At this point, the Coreflood takedown seems like a valuable re-imagining of the legal and logistical processes used in past takedowns. While some, including the EFF, have expressed concerns about the government issuing commands to U.S. computers via a specialized command and control server, the question begs: is there a more appropriate party to request relief when U.S. law is violated? The takedown order and planned government response bear many of the hallmarks of the sort of collaboration StopBadware believes is critical to fighting badware. The government has enlisted registrars, registries, and DNS providers to wrest control of a botnet; Microsoft, to provide a freely available cure for infected computers; and is about to enlist ISPs to encourage users to rid themselves of badware.

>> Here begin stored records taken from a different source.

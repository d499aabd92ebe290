//! In-memory call graph with per-node adjacency indexes.
//!
//! Nodes are functions and files, keyed by qualified id and relative path
//! respectively. Edges are typed (`calls`, `defined_in`) and unique per
//! `(source, target, kind)`; every node keeps its own outgoing and incoming
//! edge lists so neighbor queries never scan the full edge set.

pub mod builder;
pub mod document;
pub mod snapshot;

use std::collections::{BTreeSet, HashMap};

use indexmap::IndexMap;
use serde::{Deserialize, Serialize};

use crate::models::{FileEntity, FunctionEntity};

// ---------------------------------------------------------------------------
// Nodes and edges
// ---------------------------------------------------------------------------

#[derive(Clone, Debug, PartialEq, Eq, Serialize, Deserialize)]
#[serde(tag = "type", rename_all = "snake_case")]
pub enum GraphNode {
    Function(FunctionEntity),
    File(FileEntity),
}

impl GraphNode {
    pub fn id(&self) -> &str {
        match self {
            GraphNode::Function(f) => &f.qualified_id,
            GraphNode::File(f) => &f.file_path,
        }
    }

    pub fn kind_str(&self) -> &'static str {
        match self {
            GraphNode::Function(_) => "function",
            GraphNode::File(_) => "file",
        }
    }

    pub fn as_function(&self) -> Option<&FunctionEntity> {
        match self {
            GraphNode::Function(f) => Some(f),
            GraphNode::File(_) => None,
        }
    }

    pub fn as_file(&self) -> Option<&FileEntity> {
        match self {
            GraphNode::File(f) => Some(f),
            GraphNode::Function(_) => None,
        }
    }
}

#[derive(Clone, Copy, Debug, PartialEq, Eq, Hash, PartialOrd, Ord, Serialize, Deserialize)]
#[serde(rename_all = "snake_case")]
pub enum EdgeKind {
    Calls,
    DefinedIn,
}

impl EdgeKind {
    pub fn as_str(&self) -> &'static str {
        match self {
            EdgeKind::Calls => "calls",
            EdgeKind::DefinedIn => "defined_in",
        }
    }
}

#[derive(Clone, Debug, PartialEq, Eq, Serialize, Deserialize)]
pub struct GraphEdge {
    pub source: String,
    pub target: String,
    pub kind: EdgeKind,
    /// Sorted distinct lines of the call sites behind a `calls` edge.
    #[serde(default, skip_serializing_if = "Vec::is_empty")]
    pub call_lines: Vec<usize>,
}

// ---------------------------------------------------------------------------
// CodeGraph
// ---------------------------------------------------------------------------

#[derive(Clone, Debug, Default)]
pub struct CodeGraph {
    nodes: IndexMap<String, GraphNode>,
    edges: Vec<GraphEdge>,
    edge_lookup: HashMap<(usize, usize, EdgeKind), usize>,
    outgoing: Vec<Vec<usize>>,
    incoming: Vec<Vec<usize>>,
    by_name: HashMap<String, Vec<usize>>,
}

impl CodeGraph {
    pub fn new() -> Self {
        Self::default()
    }

    pub fn node_count(&self) -> usize {
        self.nodes.len()
    }

    pub fn edge_count(&self) -> usize {
        self.edges.len()
    }

    pub fn is_empty(&self) -> bool {
        self.nodes.is_empty()
    }

    /// Insert a node, returning its index. Ids must be unique.
    pub fn add_node(&mut self, node: GraphNode) -> Result<usize, String> {
        let id = node.id().to_string();
        if self.nodes.contains_key(&id) {
            return Err(format!("duplicate node id `{id}`"));
        }
        let index = self.nodes.len();
        if let GraphNode::Function(f) = &node {
            if !f.is_module_scope() {
                self.by_name.entry(f.name.clone()).or_default().push(index);
            }
        }
        self.nodes.insert(id, node);
        self.outgoing.push(Vec::new());
        self.incoming.push(Vec::new());
        Ok(index)
    }

    /// Insert an edge, or merge its call lines into an existing one.
    ///
    /// Returns `Ok(true)` for a new edge and `Ok(false)` when an edge of the
    /// same kind between the same ordered pair already existed. Fails when
    /// an endpoint is missing or has the wrong node type for `kind`.
    pub fn add_edge(
        &mut self,
        source: &str,
        target: &str,
        kind: EdgeKind,
        call_lines: &[usize],
    ) -> Result<bool, String> {
        let (Some((si, _, source_node)), Some((ti, _, target_node))) =
            (self.nodes.get_full(source), self.nodes.get_full(target))
        else {
            return Err(format!(
                "{} edge `{source}` -> `{target}` has a missing endpoint",
                kind.as_str()
            ));
        };
        let valid = match kind {
            EdgeKind::Calls => {
                matches!(source_node, GraphNode::Function(_)) && matches!(target_node, GraphNode::Function(_))
            }
            EdgeKind::DefinedIn => {
                matches!(source_node, GraphNode::Function(_)) && matches!(target_node, GraphNode::File(_))
            }
        };
        if !valid {
            return Err(format!(
                "{} edge `{source}` -> `{target}` connects {} to {}",
                kind.as_str(),
                source_node.kind_str(),
                target_node.kind_str()
            ));
        }

        if let Some(&existing) = self.edge_lookup.get(&(si, ti, kind)) {
            let edge = &mut self.edges[existing];
            edge.call_lines.extend_from_slice(call_lines);
            edge.call_lines.sort_unstable();
            edge.call_lines.dedup();
            return Ok(false);
        }

        let mut lines = call_lines.to_vec();
        lines.sort_unstable();
        lines.dedup();
        let edge_index = self.edges.len();
        self.edges.push(GraphEdge {
            source: source.to_string(),
            target: target.to_string(),
            kind,
            call_lines: lines,
        });
        self.edge_lookup.insert((si, ti, kind), edge_index);
        self.outgoing[si].push(edge_index);
        self.incoming[ti].push(edge_index);
        Ok(true)
    }

    pub fn node(&self, id: &str) -> Option<&GraphNode> {
        self.nodes.get(id)
    }

    pub fn contains(&self, id: &str) -> bool {
        self.nodes.contains_key(id)
    }

    pub fn function(&self, id: &str) -> Option<&FunctionEntity> {
        self.nodes.get(id).and_then(GraphNode::as_function)
    }

    pub fn file(&self, path: &str) -> Option<&FileEntity> {
        self.nodes.get(path).and_then(GraphNode::as_file)
    }

    /// Nodes in insertion order.
    pub fn nodes(&self) -> impl Iterator<Item = &GraphNode> {
        self.nodes.values()
    }

    pub fn edges(&self) -> &[GraphEdge] {
        &self.edges
    }

    pub fn functions(&self) -> impl Iterator<Item = &FunctionEntity> {
        self.nodes.values().filter_map(GraphNode::as_function)
    }

    pub fn files(&self) -> impl Iterator<Item = &FileEntity> {
        self.nodes.values().filter_map(GraphNode::as_file)
    }

    pub fn function_count(&self) -> usize {
        self.functions().count()
    }

    pub fn file_count(&self) -> usize {
        self.files().count()
    }

    pub fn edge_count_of(&self, kind: EdgeKind) -> usize {
        self.edges.iter().filter(|e| e.kind == kind).count()
    }

    /// Edges leaving `id` with the given kind.
    pub fn outgoing(&self, id: &str, kind: EdgeKind) -> impl Iterator<Item = &GraphEdge> {
        let slots = self
            .nodes
            .get_index_of(id)
            .map(|i| self.outgoing[i].as_slice())
            .unwrap_or(&[]);
        slots
            .iter()
            .map(move |&e| &self.edges[e])
            .filter(move |e| e.kind == kind)
    }

    /// Edges arriving at `id` with the given kind.
    pub fn incoming(&self, id: &str, kind: EdgeKind) -> impl Iterator<Item = &GraphEdge> {
        let slots = self
            .nodes
            .get_index_of(id)
            .map(|i| self.incoming[i].as_slice())
            .unwrap_or(&[]);
        slots
            .iter()
            .map(move |&e| &self.edges[e])
            .filter(move |e| e.kind == kind)
    }

    pub fn edge(&self, source: &str, target: &str, kind: EdgeKind) -> Option<&GraphEdge> {
        let si = self.nodes.get_index_of(source)?;
        let ti = self.nodes.get_index_of(target)?;
        self.edge_lookup.get(&(si, ti, kind)).map(|&e| &self.edges[e])
    }

    /// Functions with the given bare name, in insertion order.
    pub fn functions_named(&self, name: &str) -> Vec<&FunctionEntity> {
        self.by_name
            .get(name)
            .map(|slots| {
                slots
                    .iter()
                    .filter_map(|&i| self.nodes.get_index(i))
                    .filter_map(|(_, node)| node.as_function())
                    .collect()
            })
            .unwrap_or_default()
    }

    /// Distinct bare function names, for name search.
    pub fn function_names(&self) -> impl Iterator<Item = &str> {
        self.by_name.keys().map(String::as_str)
    }

    fn edge_set(&self) -> BTreeSet<(&str, &str, EdgeKind, &[usize])> {
        self.edges
            .iter()
            .map(|e| (e.source.as_str(), e.target.as_str(), e.kind, e.call_lines.as_slice()))
            .collect()
    }
}

/// Two graphs are equal when they hold the same nodes and the same edges,
/// regardless of insertion order.
impl PartialEq for CodeGraph {
    fn eq(&self, other: &Self) -> bool {
        self.nodes == other.nodes && self.edge_set() == other.edge_set()
    }
}

impl Eq for CodeGraph {}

It’s an object lesson in the need to coordinate among stakeholders in the Internet ecosystem, and it acknowledges that infected users and computers are important participants in that ecosystem. While the criminal activity enabled by botnets like Coreflood is the most obvious target for remediation, every member of a botnet is, by definition, a computer with unpatched and exploitable software vulnerabilities that can enable future badware infection.

Will ISPs succeed in notifying their users about Coreflood infections? Will users be able to clean their computers effectively? The success — or failure — of this initiative should reveal a lot about the effectiveness of holistic approaches like this one.